**What you need to do**
Only the lines below between the ones containing "let ids: Vec<i64>" and "assert_eq!(latest.id, 3);", inclusive, are to be reproduced, each exactly as it stands.

Available data START

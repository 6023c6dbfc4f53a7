//! Append-only storage for finished analyses
//!
//! Stores never update or delete a record. Ids are assigned on append,
//! starting at 1, and reads come back newest first.

use std::sync::RwLock;

use chrono::{DateTime, Utc};
use serde::{Deserialize, Serialize};

use crate::error::StorageError;
use crate::types::AnalysisResult;

/// A result waiting to be appended
#[derive(Debug, Clone)]
pub struct NewAnalysis {
    pub result: AnalysisResult,
    pub created_at: DateTime<Utc>,
}

impl NewAnalysis {
    pub fn now(result: AnalysisResult) -> Self {
        Self {
            result,
            created_at: Utc::now(),
        }
    }
}

/// A persisted analysis
#[derive(Debug, Clone, PartialEq, Serialize, Deserialize)]
#[serde(rename_all = "camelCase")]
pub struct StoredAnalysis {
    pub id: i64,
    pub created_at: DateTime<Utc>,
    #[serde(flatten)]
    pub result: AnalysisResult,
}

/// Storage collaborator used by the analyzer and the HTTP surfaces
pub trait AnalysisStore: Send + Sync {
    /// Append a record and return it with its assigned id
    fn append(&self, record: NewAnalysis) -> Result<StoredAnalysis, StorageError>;

    /// Up to `limit` records, newest first
    fn list_recent(&self, limit: usize) -> Result<Vec<StoredAnalysis>, StorageError>;

    /// Newest record whose URL is exactly `url`
    fn find_latest_by_url(&self, url: &str) -> Result<Option<StoredAnalysis>, StorageError>;
}

/// In-process ordered append log
#[derive(Debug, Default)]
pub struct MemoryStore {
    records: RwLock<Vec<StoredAnalysis>>,
}

impl MemoryStore {
    pub fn new() -> Self {
        Self::default()
    }

    pub fn len(&self) -> usize {
        self.records.read().map(|records| records.len()).unwrap_or(0)
    }

    pub fn is_empty(&self) -> bool {
        self.len() == 0
    }
}

impl AnalysisStore for MemoryStore {
    fn append(&self, record: NewAnalysis) -> Result<StoredAnalysis, StorageError> {
        let mut records = self.records.write().map_err(|_| StorageError::Poisoned)?;
        let stored = StoredAnalysis {
            id: records.len() as i64 + 1,
            created_at: record.created_at,
            result: record.result,
        };
        records.push(stored.clone());
        Ok(stored)
    }

    fn list_recent(&self, limit: usize) -> Result<Vec<StoredAnalysis>, StorageError> {
        let records = self.records.read().map_err(|_| StorageError::Poisoned)?;
        let mut recent: Vec<StoredAnalysis> = records.iter().cloned().collect();
        recent.sort_by(|a, b| newest_first(a, b));
        recent.truncate(limit);
        Ok(recent)
    }

    fn find_latest_by_url(&self, url: &str) -> Result<Option<StoredAnalysis>, StorageError> {
        let records = self.records.read().map_err(|_| StorageError::Poisoned)?;
        Ok(records
            .iter()
            .filter(|record| record.result.url == url)
            .min_by(|a, b| newest_first(a, b))
            .cloned())
    }
}

fn newest_first(a: &StoredAnalysis, b: &StoredAnalysis) -> std::cmp::Ordering {
    b.created_at
        .cmp(&a.created_at)
        .then_with(|| b.id.cmp(&a.id))
}

#[cfg(feature = "sqlite")]
pub use sqlite::SqliteStore;

#[cfg(feature = "sqlite")]
mod sqlite {
    use std::path::Path;
    use std::sync::Mutex;

    use chrono::{DateTime, SecondsFormat, Utc};
    use rusqlite::{Connection, OptionalExtension, Row, params};
    use tracing::info;

    use super::{AnalysisStore, NewAnalysis, StoredAnalysis};
    use crate::error::StorageError;
    use crate::types::AnalysisResult;

    const SCHEMA: &str = "
        CREATE TABLE IF NOT EXISTS analyses (
            id          INTEGER PRIMARY KEY AUTOINCREMENT,
            url         TEXT NOT NULL,
            domain      TEXT NOT NULL,
            title       TEXT NOT NULL,
            score       INTEGER NOT NULL,
            payload     TEXT NOT NULL,
            created_at  TEXT NOT NULL
        );
        CREATE INDEX IF NOT EXISTS idx_analyses_created_at ON analyses(created_at);
        CREATE INDEX IF NOT EXISTS idx_analyses_url ON analyses(url);
    ";

    /// SQLite table of analyses, indexed on creation time
    pub struct SqliteStore {
        conn: Mutex<Connection>,
    }

    impl SqliteStore {
        pub fn open(path: &Path) -> Result<Self, StorageError> {
            let conn = Connection::open(path)?;
            conn.execute_batch("PRAGMA journal_mode = WAL; PRAGMA synchronous = NORMAL;")?;
            info!(path = %path.display(), "opened analysis database");
            Self::with_connection(conn)
        }

        pub fn open_in_memory() -> Result<Self, StorageError> {
            Self::with_connection(Connection::open_in_memory()?)
        }

        fn with_connection(conn: Connection) -> Result<Self, StorageError> {
            conn.execute_batch(SCHEMA)?;
            Ok(Self {
                conn: Mutex::new(conn),
            })
        }
    }

    impl AnalysisStore for SqliteStore {
        fn append(&self, record: NewAnalysis) -> Result<StoredAnalysis, StorageError> {
            let payload = serde_json::to_string(&record.result)?;
            let conn = self.conn.lock().map_err(|_| StorageError::Poisoned)?;
            conn.execute(
                "INSERT INTO analyses (url, domain, title, score, payload, created_at)
                 VALUES (?1, ?2, ?3, ?4, ?5, ?6)",
                params![
                    record.result.url,
                    record.result.domain,
                    record.result.title,
                    record.result.score,
                    payload,
                    format_timestamp(&record.created_at),
                ],
            )?;

            Ok(StoredAnalysis {
                id: conn.last_insert_rowid(),
                created_at: record.created_at,
                result: record.result,
            })
        }

        fn list_recent(&self, limit: usize) -> Result<Vec<StoredAnalysis>, StorageError> {
            let conn = self.conn.lock().map_err(|_| StorageError::Poisoned)?;
            let mut stmt = conn.prepare(
                "SELECT id, payload, created_at FROM analyses
                 ORDER BY created_at DESC, id DESC
                 LIMIT ?1",
            )?;

            let rows = stmt
                .query_map(params![limit as i64], raw_row)?
                .collect::<Result<Vec<_>, _>>()?;

            rows.into_iter().map(decode).collect()
        }

        fn find_latest_by_url(&self, url: &str) -> Result<Option<StoredAnalysis>, StorageError> {
            let conn = self.conn.lock().map_err(|_| StorageError::Poisoned)?;
            let row = conn
                .query_row(
                    "SELECT id, payload, created_at FROM analyses
                     WHERE url = ?1
                     ORDER BY created_at DESC, id DESC
                     LIMIT 1",
                    params![url],
                    raw_row,
                )
                .optional()?;

            row.map(decode).transpose()
        }
    }

    type RawRow = (i64, String, String);

    fn raw_row(row: &Row<'_>) -> rusqlite::Result<RawRow> {
        Ok((row.get(0)?, row.get(1)?, row.get(2)?))
    }

    fn decode((id, payload, created_at): RawRow) -> Result<StoredAnalysis, StorageError> {
        let result: AnalysisResult = serde_json::from_str(&payload)?;
        let created_at = DateTime::parse_from_rfc3339(&created_at)?.with_timezone(&Utc);
        Ok(StoredAnalysis {
            id,
            created_at,
            result,
        })
    }

    /// Fixed-width RFC 3339 so lexical order in SQLite matches time order
    fn format_timestamp(timestamp: &DateTime<Utc>) -> String {
        timestamp.to_rfc3339_opts(SecondsFormat::Micros, true)
    }
}

#[cfg(test)]
mod tests {
    use super::*;
    use crate::types::ScoreCategory;
    use chrono::TimeZone;

    fn sample(url: &str) -> AnalysisResult {
        AnalysisResult {
            url: url.to_string(),
            title: "Title".to_string(),
            description: String::new(),
            domain: "example.com".to_string(),
            score: 42,
            score_category: ScoreCategory {
                good: 5,
                improvements: 5,
                issues: 2,
            },
            meta_tags: Vec::new(),
            open_graph_tags: Vec::new(),
            twitter_card_tags: Vec::new(),
            recommendations: Vec::new(),
            image_url: String::new(),
        }
    }

    fn at(url: &str, seconds: i64) -> NewAnalysis {
        NewAnalysis {
            result: sample(url),
            created_at: Utc.timestamp_opt(1_700_000_000 + seconds, 0).unwrap(),
        }
    }

    fn exercise_store(store: &dyn AnalysisStore) {
        let first = store.append(at("https://a.example/", 0)).unwrap();
        let second = store.append(at("https://b.example/", 10)).unwrap();
        let third = store.append(at("https://a.example/", 5)).unwrap();

        assert_eq!(first.id, 1);
        assert_eq!(second.id, 2);
        assert_eq!(third.id, 3);

        let recent = store.list_recent(10).unwrap();
        let ids: Vec<i64> = recent.iter().map(|r| r.id).collect();
        assert_eq!(ids, vec![2, 3, 1]);

        let limited = store.list_recent(2).unwrap();
        assert_eq!(limited.len(), 2);
        assert_eq!(limited[0].id, 2);

        assert!(store.list_recent(0).unwrap().is_empty());

        let latest = store.find_latest_by_url("https://a.example/").unwrap().unwrap();
        assert_eq!(latest.id, 3);
        assert_eq!(latest.result, sample("https://a.example/"));
        assert!(store.find_latest_by_url("https://c.example/").unwrap().is_none());
    }

    #[test]
    fn test_memory_store() {
        let store = MemoryStore::new();
        assert!(store.is_empty());
        exercise_store(&store);
        assert_eq!(store.len(), 3);
    }

    #[test]
    fn test_memory_store_same_timestamp_orders_by_id() {
        let store = MemoryStore::new();
        store.append(at("https://a.example/", 0)).unwrap();
        store.append(at("https://b.example/", 0)).unwrap();

        let recent = store.list_recent(5).unwrap();
        assert_eq!(recent[0].result.url, "https://b.example/");
    }

    #[test]
    fn test_stored_analysis_serializes_flat() {
        let store = MemoryStore::new();
        let stored = store.append(at("https://a.example/", 0)).unwrap();
        let json = serde_json::to_value(&stored).unwrap();

        assert_eq!(json["id"], 1);
        assert_eq!(json["url"], "https://a.example/");
        assert_eq!(json["scoreCategory"]["good"], 5);
        assert!(json["createdAt"].is_string());
    }

    #[cfg(feature = "sqlite")]
    #[test]
    fn test_sqlite_store_in_memory() {
        let store = SqliteStore::open_in_memory().unwrap();
        exercise_store(&store);
    }

    #[cfg(feature = "sqlite")]
    #[test]
    fn test_sqlite_store_persists_across_reopen() {
        let dir = tempfile::TempDir::new().unwrap();
        let path = dir.path().join("analyses.db");

        {
            let store = SqliteStore::open(&path).unwrap();
            store.append(at("https://a.example/", 0)).unwrap();
        }

        let reopened = SqliteStore::open(&path).unwrap();
        let recent = reopened.list_recent(5).unwrap();
        assert_eq!(recent.len(), 1);
        assert_eq!(recent[0].result.url, "https://a.example/");

        let next = reopened.append(at("https://b.example/", 1)).unwrap();
        assert_eq!(next.id, 2);
    }
}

Available data END

**Task answer**
        let ids: Vec<i64> = recent.iter().map(|r| r.id).collect();
        assert_eq!(ids, vec![2, 3, 1]);

        let limited = store.list_recent(2).unwrap();
        assert_eq!(limited.len(), 2);
        assert_eq!(limited[0].id, 2);

        assert!(store.list_recent(0).unwrap().is_empty());

        let latest = store.find_latest_by_url("https://a.example/").unwrap().unwrap();
        assert_eq!(latest.id, 3);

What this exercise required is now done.